Eye For Film >> Movies >> Bluebird (2012) Film Review
Bluebird
Reviewed by: Richard Mowe
When a young boy is left overnight by mistake on a school bus during a freezing Maine winter the discovery triggers a series of domestic and emotional traumas.
Lesley (Amy Morton) is distracted one January day during her inspection at the end of the route by a bluebird fluttering about inside the vehicle. She fails to notice the sleeping boy on one of the rear seats. She only finds out the next morning when he is rushed to hospital in a hypothermic coma.
Her world begins to crumble when she is suspended from work while her husband, played by John Slattery, has his own problems with the threat of his job disappearing with the closure of the paper mill. She withdraws into her own sorrows.
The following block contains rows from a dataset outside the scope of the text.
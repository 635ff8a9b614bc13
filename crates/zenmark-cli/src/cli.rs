use std::path::PathBuf;

use clap::{Parser, Subcommand, ValueEnum};

#[derive(Parser)]
#[command(name = "zenmark")]
#[command(about = "Offline-first markdown notes that sync when you are back online")]
#[command(version)]
pub struct Cli {
    #[command(subcommand)]
    pub command: Option<Commands>,

    /// Optional path to local database file
    #[arg(long, global = true, value_name = "PATH")]
    pub db_path: Option<PathBuf>,

    /// CLI profile name holding identity and remote settings
    #[arg(long, global = true, value_name = "NAME")]
    pub profile: Option<String>,

    /// Quick create: zenmark "Document title"
    #[arg(trailing_var_arg = true)]
    pub title: Vec<String>,
}

#[derive(Subcommand)]
pub enum Commands {
    /// Create a new document
    #[command(alias = "add")]
    New {
        /// Document title
        title: Vec<String>,
        /// Folder ID or unique ID prefix to create the document in
        #[arg(long, value_name = "FOLDER")]
        folder: Option<String>,
    },
    /// List documents, most recently modified first
    List {
        /// Number of documents to show
        #[arg(short, long, default_value = "20")]
        limit: usize,
        /// Only documents directly inside this folder ("root" for top level)
        #[arg(long, value_name = "FOLDER")]
        folder: Option<String>,
        /// Output as JSON
        #[arg(long)]
        json: bool,
    },
    /// Search titles and content
    Search {
        /// Search query
        query: String,
        /// Number of documents to show
        #[arg(short, long, default_value = "20")]
        limit: usize,
        /// Output as JSON
        #[arg(long)]
        json: bool,
    },
    /// Print a document
    Show {
        /// Document ID or unique ID prefix
        id: String,
        /// Output as JSON
        #[arg(long)]
        json: bool,
    },
    /// Edit a document's content in $EDITOR, or its title with --title
    Edit {
        /// Document ID or unique ID prefix
        id: String,
        /// New title instead of opening the editor
        #[arg(long)]
        title: Option<String>,
    },
    /// Replace the tags of a document
    Tag {
        /// Document ID or unique ID prefix
        id: String,
        /// Tags, with or without a leading '#'; none clears all tags
        tags: Vec<String>,
    },
    /// Delete a document
    Delete {
        /// Document ID or unique ID prefix
        id: String,
    },
    /// Move a document into a folder
    Move {
        /// Document ID or unique ID prefix
        id: String,
        /// Target folder ID or prefix; omit to move to the top level
        #[arg(long, value_name = "FOLDER")]
        to: Option<String>,
    },
    /// Snapshot the current content as a new version
    Checkpoint {
        /// Document ID or unique ID prefix
        id: String,
    },
    /// Show the version history of a document
    History {
        /// Document ID or unique ID prefix
        id: String,
        /// Output as JSON
        #[arg(long)]
        json: bool,
    },
    /// Restore an earlier version as a new version
    Rollback {
        /// Document ID or unique ID prefix
        id: String,
        /// Version number to restore
        version: i64,
    },
    /// Manage folders
    Folder {
        #[command(subcommand)]
        command: FolderCommands,
    },
    /// Reconcile the local replica with the remote store
    Sync {
        #[command(subcommand)]
        command: Option<SyncCommands>,
    },
    /// Configure CLI profiles
    Config {
        #[command(subcommand)]
        command: ConfigCommands,
    },
    /// Generate shell completion scripts
    Completions {
        /// Target shell
        #[arg(value_enum)]
        shell: CompletionShell,
        /// Optional output path (stdout when omitted)
        #[arg(short, long, value_name = "PATH")]
        output: Option<PathBuf>,
    },
}

#[derive(Clone, Copy, Debug, Eq, PartialEq, ValueEnum)]
pub enum CompletionShell {
    Bash,
    Zsh,
    Fish,
}

#[derive(Clone, Copy, Debug, Eq, PartialEq, ValueEnum)]
pub enum ResolveSide {
    /// Keep the remote copy
    Remote,
    /// Keep the local copy and overwrite the remote one
    Local,
}

#[derive(Subcommand)]
pub enum FolderCommands {
    /// Create a folder
    Create {
        /// Folder name
        name: String,
        /// Parent folder ID or prefix
        #[arg(long, value_name = "FOLDER")]
        parent: Option<String>,
    },
    /// List folders
    List {
        /// Output as JSON
        #[arg(long)]
        json: bool,
    },
    /// Rename a folder
    Rename {
        /// Folder ID or unique ID prefix
        id: String,
        /// New name
        name: String,
    },
    /// Delete a folder; its contents move up one level
    Delete {
        /// Folder ID or unique ID prefix
        id: String,
    },
    /// Move a folder under another one
    Move {
        /// Folder ID or unique ID prefix
        id: String,
        /// Target folder ID or prefix; omit to move to the top level
        #[arg(long, value_name = "FOLDER")]
        to: Option<String>,
    },
}

#[derive(Subcommand)]
pub enum SyncCommands {
    /// Run one reconciliation pass now (default)
    Now {
        /// Output the report as JSON
        #[arg(long)]
        json: bool,
    },
    /// Show sync status of one document or all documents
    Status {
        /// Document ID or unique ID prefix
        id: Option<String>,
    },
    /// Resolve a conflicted document
    Resolve {
        /// Document ID or unique ID prefix
        id: String,
        /// Which copy wins
        #[arg(long, value_enum)]
        take: ResolveSide,
    },
    /// Keep syncing on an interval until interrupted
    Watch {
        /// Seconds between passes (defaults to the profile or 30)
        #[arg(long, value_name = "SECS")]
        interval: Option<u64>,
    },
}

#[derive(Subcommand)]
pub enum ConfigCommands {
    /// Initialize or update a profile
    Init {
        /// Profile name to initialize
        #[arg(long, value_name = "NAME")]
        profile: Option<String>,
        /// User identifier documents are owned by
        #[arg(long, value_name = "ID")]
        user_id: Option<String>,
        /// Name recorded on version snapshots written from this machine
        #[arg(long, value_name = "NAME")]
        device_id: Option<String>,
        /// Remote store base URL
        #[arg(long, value_name = "URL")]
        remote_url: Option<String>,
        /// Remote store public API key
        #[arg(long, value_name = "KEY")]
        api_key: Option<String>,
        /// Seconds between passes for `sync watch`
        #[arg(long, value_name = "SECS")]
        sync_interval: Option<u64>,
        /// Keep current active profile instead of activating this one
        #[arg(long)]
        no_activate: bool,
    },
    /// Print the resolved profile
    Show,
}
The boy’s mother (Louisa Krause) also should shoulder some of the blame because instead of picking him up from the bus she is out for the count on a cocktail of beer and pills. Despite the possibility of recrimination and public exposure for her she decides to press charges against the wishes of her mother Crystal (Margo Martindale).
The only character who seems to have the possibility for some joy in her life is Lesley’s teenage daughter Paula (Emily Meade), who plays in the school orchestra.
The story-telling is low key and muted, as befits the characters, but the unremitting sense of melancholia weighs heavily on the film and the viewer. The cinematography by Jody Lee Lipes (who lensed Martha Marcy May Marlene) strikes an equally sombre tone.